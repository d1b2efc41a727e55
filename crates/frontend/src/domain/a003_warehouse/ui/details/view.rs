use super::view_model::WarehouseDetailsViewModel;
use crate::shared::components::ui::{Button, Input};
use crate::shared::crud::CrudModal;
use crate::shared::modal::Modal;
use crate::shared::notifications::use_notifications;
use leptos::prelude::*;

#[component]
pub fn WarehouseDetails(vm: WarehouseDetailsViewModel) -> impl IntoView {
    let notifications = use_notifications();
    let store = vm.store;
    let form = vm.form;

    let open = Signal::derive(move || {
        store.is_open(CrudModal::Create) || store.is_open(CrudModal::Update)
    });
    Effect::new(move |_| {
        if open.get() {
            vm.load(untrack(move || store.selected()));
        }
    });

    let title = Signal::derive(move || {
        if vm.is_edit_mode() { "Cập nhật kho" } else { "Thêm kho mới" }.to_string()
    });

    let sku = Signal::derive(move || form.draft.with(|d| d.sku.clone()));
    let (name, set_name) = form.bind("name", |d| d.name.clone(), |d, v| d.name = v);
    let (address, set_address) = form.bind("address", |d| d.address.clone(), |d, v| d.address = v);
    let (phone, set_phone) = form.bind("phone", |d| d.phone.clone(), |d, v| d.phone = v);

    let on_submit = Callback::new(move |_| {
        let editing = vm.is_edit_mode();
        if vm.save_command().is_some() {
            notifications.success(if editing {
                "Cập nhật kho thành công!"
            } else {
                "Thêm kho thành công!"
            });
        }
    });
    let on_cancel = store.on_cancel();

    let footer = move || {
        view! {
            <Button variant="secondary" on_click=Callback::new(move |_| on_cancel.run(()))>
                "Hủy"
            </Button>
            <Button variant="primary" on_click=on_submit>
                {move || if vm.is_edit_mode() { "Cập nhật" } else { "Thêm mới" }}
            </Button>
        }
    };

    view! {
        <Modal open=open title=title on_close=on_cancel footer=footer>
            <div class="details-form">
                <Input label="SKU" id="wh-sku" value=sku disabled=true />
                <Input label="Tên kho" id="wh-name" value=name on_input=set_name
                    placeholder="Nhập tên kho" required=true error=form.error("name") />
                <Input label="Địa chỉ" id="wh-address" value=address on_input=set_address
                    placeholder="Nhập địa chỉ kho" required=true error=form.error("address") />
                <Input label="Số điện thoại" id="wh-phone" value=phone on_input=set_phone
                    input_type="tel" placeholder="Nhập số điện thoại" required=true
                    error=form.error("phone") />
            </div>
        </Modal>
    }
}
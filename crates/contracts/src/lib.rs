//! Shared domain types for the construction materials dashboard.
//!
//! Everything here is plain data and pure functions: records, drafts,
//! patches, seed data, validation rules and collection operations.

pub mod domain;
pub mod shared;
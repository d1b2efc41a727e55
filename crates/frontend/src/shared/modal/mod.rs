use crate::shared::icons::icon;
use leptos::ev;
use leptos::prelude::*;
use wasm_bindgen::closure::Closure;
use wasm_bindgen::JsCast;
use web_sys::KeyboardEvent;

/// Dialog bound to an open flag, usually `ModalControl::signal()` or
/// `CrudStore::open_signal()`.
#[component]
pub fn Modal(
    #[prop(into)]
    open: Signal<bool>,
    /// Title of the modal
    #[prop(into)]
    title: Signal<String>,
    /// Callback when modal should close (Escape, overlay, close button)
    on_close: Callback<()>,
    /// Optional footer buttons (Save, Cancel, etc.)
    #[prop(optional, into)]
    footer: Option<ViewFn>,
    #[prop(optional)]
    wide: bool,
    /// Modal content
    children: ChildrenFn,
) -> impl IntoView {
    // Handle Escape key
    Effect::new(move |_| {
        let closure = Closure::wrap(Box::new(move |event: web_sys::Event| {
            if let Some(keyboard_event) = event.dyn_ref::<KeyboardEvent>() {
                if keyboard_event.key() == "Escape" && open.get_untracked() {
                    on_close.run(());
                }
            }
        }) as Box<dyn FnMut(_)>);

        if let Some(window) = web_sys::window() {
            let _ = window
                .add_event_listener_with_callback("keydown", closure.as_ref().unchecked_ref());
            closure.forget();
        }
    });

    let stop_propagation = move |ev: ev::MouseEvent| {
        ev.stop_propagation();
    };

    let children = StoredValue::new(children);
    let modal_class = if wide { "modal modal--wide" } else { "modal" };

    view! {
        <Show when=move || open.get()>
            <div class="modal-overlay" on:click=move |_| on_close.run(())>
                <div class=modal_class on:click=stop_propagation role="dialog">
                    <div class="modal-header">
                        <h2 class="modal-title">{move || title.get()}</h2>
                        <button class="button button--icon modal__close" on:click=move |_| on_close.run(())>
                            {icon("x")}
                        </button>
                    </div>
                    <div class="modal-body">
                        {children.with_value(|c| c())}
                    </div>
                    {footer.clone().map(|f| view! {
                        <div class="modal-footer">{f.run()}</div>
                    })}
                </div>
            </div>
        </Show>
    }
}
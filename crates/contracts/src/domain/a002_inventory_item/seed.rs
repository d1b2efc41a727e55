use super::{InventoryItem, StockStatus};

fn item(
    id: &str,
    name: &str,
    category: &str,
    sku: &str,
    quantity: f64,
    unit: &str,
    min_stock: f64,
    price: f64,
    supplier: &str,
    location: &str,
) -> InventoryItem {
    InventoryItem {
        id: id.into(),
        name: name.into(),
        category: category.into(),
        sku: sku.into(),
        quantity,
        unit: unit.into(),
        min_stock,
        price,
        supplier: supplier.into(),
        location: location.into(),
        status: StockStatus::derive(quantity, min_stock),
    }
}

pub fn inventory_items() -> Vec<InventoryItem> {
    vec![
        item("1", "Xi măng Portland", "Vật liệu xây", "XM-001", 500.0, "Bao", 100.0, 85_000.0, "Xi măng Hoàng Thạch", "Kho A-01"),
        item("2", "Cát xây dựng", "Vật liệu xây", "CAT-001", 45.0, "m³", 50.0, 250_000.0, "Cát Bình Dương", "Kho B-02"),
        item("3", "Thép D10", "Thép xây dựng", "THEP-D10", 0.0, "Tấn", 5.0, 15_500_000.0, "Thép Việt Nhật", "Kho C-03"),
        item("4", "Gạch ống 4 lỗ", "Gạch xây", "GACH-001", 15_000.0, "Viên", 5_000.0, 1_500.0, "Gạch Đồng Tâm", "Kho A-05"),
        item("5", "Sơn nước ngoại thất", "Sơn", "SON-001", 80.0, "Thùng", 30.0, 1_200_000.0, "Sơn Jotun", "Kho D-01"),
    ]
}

**Task prompt:**
Extract exactly the leading lines of the data, stopping at and including the line with "use crate::shared::modal::Modal;".

**Task result:**
repository d1b2efc41a727e55
filename crates/frontend/src/domain/a003_warehouse/ui/details/view.rs
use super::view_model::WarehouseDetailsViewModel;
use crate::shared::components::ui::{Button, Input};
use crate::shared::crud::CrudModal;
use crate::shared::modal::Modal;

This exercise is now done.